As Stefano Fontana rightly states, a sexual relationship is neither private nor public: It is personal and communal. Only if it is set forth, not in terms of contraception but of spousal union open to life, can it be freed from the grip of privatization and public control.

Symbol And Transcendence

And thus do we reach an even deeper manipulation: the elimination of the symbolic dimension and of transcendence from the sexual relationship. Paul VI evoked the presence of God the Creator in Humanae Vitae, as the guarantor of the unity between the unitive and procreative meanings of the conjugal act.
If God has nothing to do with it, procreation becomes a simple reproduction of a specimen of the species. If God has nothing to do with it, sexual union loses its symbolic meaning of covenant and becomes a diabolical place of confusion and exploitation. Separated from any reference to God, the body becomes a simple manipulable object to be disposed of as one wishes.
When reference to divine Providence disappears from the horizon of existence, life becomes a calculation of advantages and disadvantages, a utilitarian planning that closes itself off in fear to surprises which the future holds — a future which we claim to govern, but which ultimately we do not decide.
“This is a great mystery, and I mean in reference to Christ and the Church” (Eph. 5:32). The mystery of sexuality experienced in marriage is a great light for the life of the world. The elimination of the dimension of “mystery” from sexuality has accompanied the sexual revolution and its alleged emancipation from its inception.

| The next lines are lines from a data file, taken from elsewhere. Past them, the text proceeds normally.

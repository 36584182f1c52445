//! LRU cache of compiled expressions, keyed by source text.
//!
//! Grounded in the teacher's expression-cache idiom: an `lru::LruCache`
//! behind a `parking_lot::RwLock`, with atomic hit/miss counters for callers
//! that want to monitor cache effectiveness under load.

use std::num::NonZeroUsize;
use std::sync::Arc;
use std::sync::atomic::{AtomicU64, Ordering};

use lru::LruCache;
use parking_lot::RwLock;

use crate::Expression;
use crate::parser::ParseError;

const DEFAULT_CAPACITY: usize = 256;

#[derive(Debug, Clone, Copy, Default)]
pub struct CacheStats {
    pub hits: u64,
    pub misses: u64,
}

pub struct ExpressionCache {
    inner: RwLock<LruCache<String, Arc<Expression>>>,
    hits: AtomicU64,
    misses: AtomicU64,
}

impl ExpressionCache {
    pub fn new(capacity: usize) -> Self {
        let capacity = NonZeroUsize::new(capacity).unwrap_or(NonZeroUsize::new(DEFAULT_CAPACITY).unwrap());
        Self { inner: RwLock::new(LruCache::new(capacity)), hits: AtomicU64::new(0), misses: AtomicU64::new(0) }
    }

    /// Returns the cached `Expression` for `source`, compiling and inserting
    /// it on a miss.
    pub fn get(&self, source: &str) -> Result<Arc<Expression>, ParseError> {
        if let Some(expr) = self.inner.write().get(source) {
            self.hits.fetch_add(1, Ordering::Relaxed);
            return Ok(expr.clone());
        }
        self.misses.fetch_add(1, Ordering::Relaxed);
        let expr = Arc::new(crate::compile(source)?);
        self.inner.write().put(source.to_string(), expr.clone());
        Ok(expr)
    }

    pub fn clear(&self) {
        self.inner.write().clear();
        self.hits.store(0, Ordering::Relaxed);
        self.misses.store(0, Ordering::Relaxed);
    }

    pub fn stats(&self) -> CacheStats {
        CacheStats { hits: self.hits.load(Ordering::Relaxed), misses: self.misses.load(Ordering::Relaxed) }
    }

    pub fn len(&self) -> usize {
        self.inner.read().len()
    }

    pub fn is_empty(&self) -> bool {
        self.len() == 0
    }
}

impl Default for ExpressionCache {
    fn default() -> Self {
        Self::new(DEFAULT_CAPACITY)
    }
}

#[cfg(test)]
mod tests {
    use super::*;

    #[test]
    fn repeated_lookups_hit_the_cache() {
        let cache = ExpressionCache::default();
        cache.get("Patient.name").unwrap();
        cache.get("Patient.name").unwrap();
        let stats = cache.stats();
        assert_eq!(stats.misses, 1);
        assert_eq!(stats.hits, 1);
    }

    #[test]
    fn invalid_source_does_not_poison_the_cache() {
        let cache = ExpressionCache::default();
        assert!(cache.get("Patient.(").is_err());
        assert!(cache.is_empty());
    }
}
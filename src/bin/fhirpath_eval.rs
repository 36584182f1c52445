//! CLI front-end: evaluate a FHIRPath expression against a FHIR resource file.

use std::fs;
use std::process::ExitCode;
use std::time::Duration;

use clap::Parser;
use fhirpath_eval::evaluator::EvaluationOptions;
use fhirpath_eval::model::{Collection, FhirPathValue};

#[derive(Parser, Debug)]
#[command(name = "fhirpath-eval", about = "Evaluate a FHIRPath 2.0 expression against a FHIR resource")]
struct Cli {
    /// The FHIRPath expression to evaluate.
    #[arg(short, long)]
    expression: String,

    /// Path to a JSON file containing the FHIR resource.
    #[arg(short, long)]
    resource: String,

    /// Wall-clock evaluation timeout, in milliseconds.
    #[arg(long, default_value_t = 5000)]
    timeout_ms: u64,

    /// Maximum AST-walk recursion depth.
    #[arg(long)]
    max_depth: Option<usize>,

    /// An external variable binding in `name=value` form; repeatable.
    #[arg(long = "variable", value_name = "name=value")]
    variables: Vec<String>,

    /// Pretty-print the resulting collection, one value per line.
    #[arg(long)]
    pretty: bool,
}

fn main() -> ExitCode {
    env_logger::init();
    let cli = Cli::parse();

    let source = match fs::read_to_string(&cli.resource) {
        Ok(s) => s,
        Err(e) => {
            eprintln!("error: could not read resource file '{}': {e}", cli.resource);
            return ExitCode::FAILURE;
        }
    };

    let expr = match fhirpath_eval::compile(&cli.expression) {
        Ok(e) => e,
        Err(e) => {
            let err = fhirpath_eval::Error::Parse(e);
            eprintln!("{}", fhirpath_eval::diagnostics::render(&cli.expression, &err));
            return ExitCode::FAILURE;
        }
    };

    let mut options = EvaluationOptions { timeout: Some(Duration::from_millis(cli.timeout_ms)), ..Default::default() };
    options.max_depth = cli.max_depth;
    for binding in &cli.variables {
        let Some((name, value)) = binding.split_once('=') else {
            eprintln!("error: --variable must be name=value, got '{binding}'");
            return ExitCode::FAILURE;
        };
        options.variables.insert(name.to_string(), Collection::single(FhirPathValue::String(value.to_string())));
    }

    match expr.evaluate_with(source.as_bytes(), &options) {
        Ok(result) => {
            if cli.pretty {
                for v in result.iter() {
                    println!("{}", v.display_string());
                }
            } else {
                println!("{result}");
            }
            ExitCode::SUCCESS
        }
        Err(e) => {
            eprintln!("{}", fhirpath_eval::diagnostics::render(&cli.expression, &e));
            ExitCode::FAILURE
        }
    }
}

The Marquis de Sade, in his attempt at compulsory re-education in a purely hedonistic practice of sex, obsessively repeats the formula: “It is nothing more than” — a formula that is both reductive and violent, that wants to censor the indispensable question of meaning.
In one of his last brilliant addresses, on the occasion of his Christmas greetings to the Roman Curia, on December 21, 2012, Pope Benedict XVI sounded a cry of alarm on the theme of the family, which precisely since contraception was introduced, has been radically questioned in its natural shape, as a relationship founded on marriage as a stable bond between a man and a woman, ordered to the procreation and education of children.
He reiterated that it is not only a particular social form that is at stake here, but man himself in his fundamental dignity: In fact, if this bond is rejected, “the key figures of human existence likewise vanish: father, mother, child — essential elements of the experience of being human are lost.”
An authentic human ecology, as Pope Francis has also mentioned in Laudato Si (n. 155), should deal not only with the pollution of the natural environment but also with that of the human environment, with social relations, which enable man to be himself, by finding his identity and breathing in deeply the truth of love.
I can therefore conclude by saying that Paul VI’s encyclical Humanae Vitae, precisely because it protects the truth regarding married love from a logic of domination of the body and the pollution of a hedonistic and individualistic mentality, is also an essential contribution to the common good of human society.